Brain Tumour Related Headache: Features, Pathophysiology and Management Strategies
DOI:
https://doi.org/10.12775/JEHS.2023.20.01.020Keywords
Brain Tumour, Headache, Therapy, Surgery, Radiotherapy, PharmacotherapyAbstract
Introduction. Brain tumours constitute approximately 1% of all newly diagnosed cancers. Their manifestation typically involves headache, neurological impairment, focal onset seizures and syndromes related to tumour location. Severe headache presents as a prevailing symptom and occurs in over 50% of patients. Brain tumour associated headache exerts significant effect on quality of life in cancer patients. The following article aims to provide a comprehensive overview of most common and promising brain tumour related headache treatment strategies.

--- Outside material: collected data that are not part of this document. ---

//! SDK attribute codes.
//!
//! The vendor library exposes nearly all of its state through a single flat
//! table of integer attributes. Codes are consecutive, starting at
//! `LOGIN_NAME = 0`, and must stay in vendor order.

use std::fmt;

use strum_macros::Display;

use crate::error::{Error, Result};

macro_rules! attributes {
    ($($variant:ident = $name:literal,)*) => {
        /// Attribute code understood by the `aw_int`/`aw_string`/... family.
        #[derive(Debug, Clone, Copy, PartialEq, Eq, Hash, PartialOrd, Ord)]
        #[repr(i32)]
        pub enum Attribute {
            $($variant,)*
        }

        const ALL: &[Attribute] = &[$(Attribute::$variant,)*];
        const NAMES: &[&str] = &[$($name,)*];
    };
}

State of knowledge. Headache in brain tumour patients arises from traction or displacement of intracranial pain-sensitive structures, such as vascular tissue, dura mater or periosteum. This can be caused by tumour’s mass itself, by tumour associated oedema or as a sequela of anti-tumour treatment. Most common therapeutic modalities include tumour surgical resection, cerebral oedema management, radiotherapeutic interventions and administration of analgesic agents. Complete removal of the tumour stands as the most effective approach, often bringing substantial alleviation in majority of cases.

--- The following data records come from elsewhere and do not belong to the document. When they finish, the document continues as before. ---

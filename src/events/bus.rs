use std::collections::{BTreeMap, BTreeSet};
use std::panic::{self, AssertUnwindSafe};
use std::sync::atomic::{AtomicU64, Ordering};
use std::sync::{Arc, Mutex, MutexGuard, Weak};

use tokio::sync::broadcast;
use tracing::{debug, error};

use crate::error::Result;
use crate::events::{dispatch, Event, EventEnvelope};
use crate::sdk::{EventKind, InstanceHandle, Sdk};

const CHANNEL_CAPACITY: usize = 256;

/// Callback invoked for every event of the kind it subscribed to.
pub type Subscriber = Arc<dyn Fn(&Event<'_>) + Send + Sync>;

/// Handle returned by [`EventBus::subscribe`].
#[derive(Debug, Clone, Copy, PartialEq, Eq, Hash, PartialOrd, Ord)]
pub struct SubscriptionId(u64);

#[derive(Default)]
struct Subscriptions {
    by_kind: BTreeMap<EventKind, Vec<(SubscriptionId, Subscriber)>>,
    hooked: BTreeSet<EventKind>,
}

pub(crate) struct BusShared {
    pub(crate) sdk: Arc<dyn Sdk>,
    pub(crate) instance: InstanceHandle,
    subscriptions: Mutex<Subscriptions>,
    next_id: AtomicU64,
    sequence: AtomicU64,
    sender: broadcast::Sender<EventEnvelope>,
}

impl BusShared {
    fn lock(&self) -> MutexGuard<'_, Subscriptions> {
        self.subscriptions.lock().unwrap_or_else(|e| e.into_inner())
    }

    pub(crate) fn publish(&self, event: &Event<'_>) {
        let kind = event.kind();
        // Cloned so subscribers may (un)subscribe while being called.
        let subscribers: Vec<Subscriber> = self
            .lock()
            .by_kind
            .get(&kind)
            .map(|subs| subs.iter().map(|(_, s)| s.clone()).collect())
            .unwrap_or_default();

        let sequence = self.sequence.fetch_add(1, Ordering::Relaxed);
        debug!(
            target: "events",
            "{} #{} on instance {} -> {} subscriber(s)",
            kind,
            sequence,
            self.instance.as_raw(),
            subscribers.len()
        );

        // Taken up front: subscribers may call into the SDK and overwrite
        // the attributes this event carries.
        let envelope = (self.sender.receiver_count() > 0).then(|| event.snapshot(sequence));

        for subscriber in subscribers {
            if panic::catch_unwind(AssertUnwindSafe(|| subscriber(event))).is_err() {
                error!(target: "events", "Subscriber for {} panicked", kind);
            }
        }

        if let Some(envelope) = envelope {
            let _ = self.sender.send(envelope);
        }
    }
}

impl Drop for BusShared {
    fn drop(&mut self) {
        dispatch::unregister_route();
    }
}

/// Per-instance event bus.
///
/// Cloning is cheap; every clone shares the same subscribers.
#[derive(Clone)]
pub struct EventBus {
    shared: Arc<BusShared>,
}

impl EventBus {
    pub fn new(sdk: Arc<dyn Sdk>, instance: InstanceHandle) -> Self {
        let (sender, _) = broadcast::channel(CHANNEL_CAPACITY);
        let shared = Arc::new(BusShared {
            sdk,
            instance,
            subscriptions: Mutex::new(Subscriptions::default()),
            next_id: AtomicU64::new(1),
            sequence: AtomicU64::new(0),
            sender,
        });
        dispatch::register_route(&shared);
        EventBus { shared }
    }

    pub fn instance(&self) -> InstanceHandle {
        self.shared.instance
    }

    pub(crate) fn downgrade(&self) -> Weak<BusShared> {
        Arc::downgrade(&self.shared)
    }

    /// Install the native handler for `kind` unless this bus already did.
    pub fn hook(&self, kind: EventKind) -> Result<()> {
        let mut subs = self.shared.lock();
        if subs.hooked.contains(&kind) {
            return Ok(());
        }
        self.shared
            .sdk
            .event_set(kind, Some(dispatch::trampoline_for(kind)))?;
        subs.hooked.insert(kind);
        debug!(target: "events", "Hooked native slot {}", kind);
        Ok(())
    }

    pub fn subscribe<F>(&self, kind: EventKind, subscriber: F) -> Result<SubscriptionId>
    where
        F: Fn(&Event<'_>) + Send + Sync + 'static,
    {
        self.hook(kind)?;
        let id = SubscriptionId(self.shared.next_id.fetch_add(1, Ordering::Relaxed));
        self.shared
            .lock()
            .by_kind
            .entry(kind)
            .or_default()
            .push((id, Arc::new(subscriber)));
        Ok(id)
    }

    /// Remove a subscriber. Unknown ids are ignored and the native slot
    /// stays hooked.
    pub fn unsubscribe(&self, kind: EventKind, id: SubscriptionId) {
        if let Some(subs) = self.shared.lock().by_kind.get_mut(&kind) {
            subs.retain(|(sid, _)| *sid != id);
        }
    }

    pub fn subscriber_count(&self, kind: EventKind) -> usize {
        self.shared
            .lock()
            .by_kind
            .get(&kind)
            .map_or(0, Vec::len)
    }

    pub fn publish(&self, event: &Event<'_>) {
        self.shared.publish(event);
    }

    /// Receive an owned copy of every event this bus publishes from now on.
    /// Only hooked kinds are ever published.
    pub fn channel(&self) -> broadcast::Receiver<EventEnvelope> {
        self.shared.sender.subscribe()
    }
}

#[cfg(test)]
mod tests {
    use super::*;
    use crate::sdk::{Attribute, FakeSdk};
    use std::sync::atomic::AtomicUsize;

    fn bus() -> (Arc<FakeSdk>, EventBus) {
        let fake = Arc::new(FakeSdk::new());
        let instance = InstanceHandle::from_raw(1).unwrap();
        let bus = EventBus::new(fake.clone(), instance);
        (fake, bus)
    }

    #[test]
    fn test_first_subscription_hooks_native_slot_once() {
        let (fake, bus) = bus();
        bus.subscribe(EventKind::Chat, |_| {}).unwrap();
        bus.subscribe(EventKind::Chat, |_| {}).unwrap();

        assert!(fake.has_handler(EventKind::Chat));
        let hooks = fake
            .calls()
            .into_iter()
            .filter(|c| c.starts_with("aw_event_set(CHAT"))
            .count();
        assert_eq!(hooks, 1);
    }

    #[test]
    fn test_publish_in_subscription_order() {
        let (fake, bus) = bus();
        let order = Arc::new(Mutex::new(Vec::new()));
        for n in 0..3 {
            let order = order.clone();
            bus.subscribe(EventKind::AvatarAdd, move |_| order.lock().unwrap().push(n))
                .unwrap();
        }

        bus.publish(&Event::new(&*fake, EventKind::AvatarAdd, bus.instance()));
        assert_eq!(*order.lock().unwrap(), vec![0, 1, 2]);
    }

    #[test]
    fn test_unsubscribe_stops_delivery_and_ignores_unknown_ids() {
        let (fake, bus) = bus();
        let hits = Arc::new(AtomicUsize::new(0));
        let counter = hits.clone();
        let id = bus
            .subscribe(EventKind::Chat, move |_| {
                counter.fetch_add(1, Ordering::SeqCst);
            })
            .unwrap();

        bus.publish(&Event::new(&*fake, EventKind::Chat, bus.instance()));
        bus.unsubscribe(EventKind::Chat, id);
        bus.unsubscribe(EventKind::Chat, id);
        bus.unsubscribe(EventKind::AvatarDelete, id);
        bus.publish(&Event::new(&*fake, EventKind::Chat, bus.instance()));

        assert_eq!(hits.load(Ordering::SeqCst), 1);
        assert_eq!(bus.subscriber_count(EventKind::Chat), 0);
    }

    #[test]
    fn test_subscriber_may_unsubscribe_itself() {
        let (fake, bus) = bus();
        let slot: Arc<Mutex<Option<SubscriptionId>>> = Arc::new(Mutex::new(None));
        let inner_bus = bus.clone();
        let inner_slot = slot.clone();
        let id = bus
            .subscribe(EventKind::Chat, move |_| {
                if let Some(id) = *inner_slot.lock().unwrap() {
                    inner_bus.unsubscribe(EventKind::Chat, id);
                }
            })
            .unwrap();
        *slot.lock().unwrap() = Some(id);

        bus.publish(&Event::new(&*fake, EventKind::Chat, bus.instance()));
        assert_eq!(bus.subscriber_count(EventKind::Chat), 0);
    }

    #[test]
    fn test_panicking_subscriber_does_not_stop_others() {
        let (fake, bus) = bus();
        let hits = Arc::new(AtomicUsize::new(0));
        bus.subscribe(EventKind::Chat, |_| panic!("boom")).unwrap();
        let counter = hits.clone();
        bus.subscribe(EventKind::Chat, move |_| {
            counter.fetch_add(1, Ordering::SeqCst);
        })
        .unwrap();

        bus.publish(&Event::new(&*fake, EventKind::Chat, bus.instance()));
        assert_eq!(hits.load(Ordering::SeqCst), 1);
    }

    #[test]
    fn test_channel_receives_snapshots_with_increasing_sequence() {
        let (fake, bus) = bus();
        let mut rx = bus.channel();
        fake.string_set(Attribute::ChatMessage, "one").unwrap();
        bus.publish(&Event::new(&*fake, EventKind::Chat, bus.instance()));
        fake.string_set(Attribute::ChatMessage, "two").unwrap();
        bus.publish(&Event::new(&*fake, EventKind::Chat, bus.instance()));

        let first = rx.try_recv().unwrap();
        let second = rx.try_recv().unwrap();
        assert_eq!(first.string(Attribute::ChatMessage), Some("one"));
        assert_eq!(second.string(Attribute::ChatMessage), Some("two"));
        assert!(second.context.sequence > first.context.sequence);
    }

    #[test]
    fn test_channel_snapshot_is_taken_before_subscribers_touch_the_sdk() {
        let (fake, bus) = bus();
        let mut rx = bus.channel();
        fake.set_session_address(99, std::net::Ipv4Addr::new(10, 0, 0, 9));
        fake.int_set(Attribute::AvatarSession, 31).unwrap();

        let sdk = fake.clone();
        bus.subscribe(EventKind::AvatarAdd, move |_| {
            sdk.address(99).unwrap();
        })
        .unwrap();
        bus.publish(&Event::new(&*fake, EventKind::AvatarAdd, bus.instance()));

        assert_eq!(fake.int(Attribute::AvatarSession), 99);
        let envelope = rx.try_recv().unwrap();
        assert_eq!(envelope.int(Attribute::AvatarSession), Some(31));
    }
}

Conclusion. Headache affects the majority of individuals afflicted by brain tumours. Not all patients are suitable candidates for the resection of the underlying neoplasm. In such instances, the application of alternative approaches might be beneficial. Ongoing and future investigations may enhance the development of novel treatment strategies, possibly influencing the well-being of cancer patients, especially within palliative care area.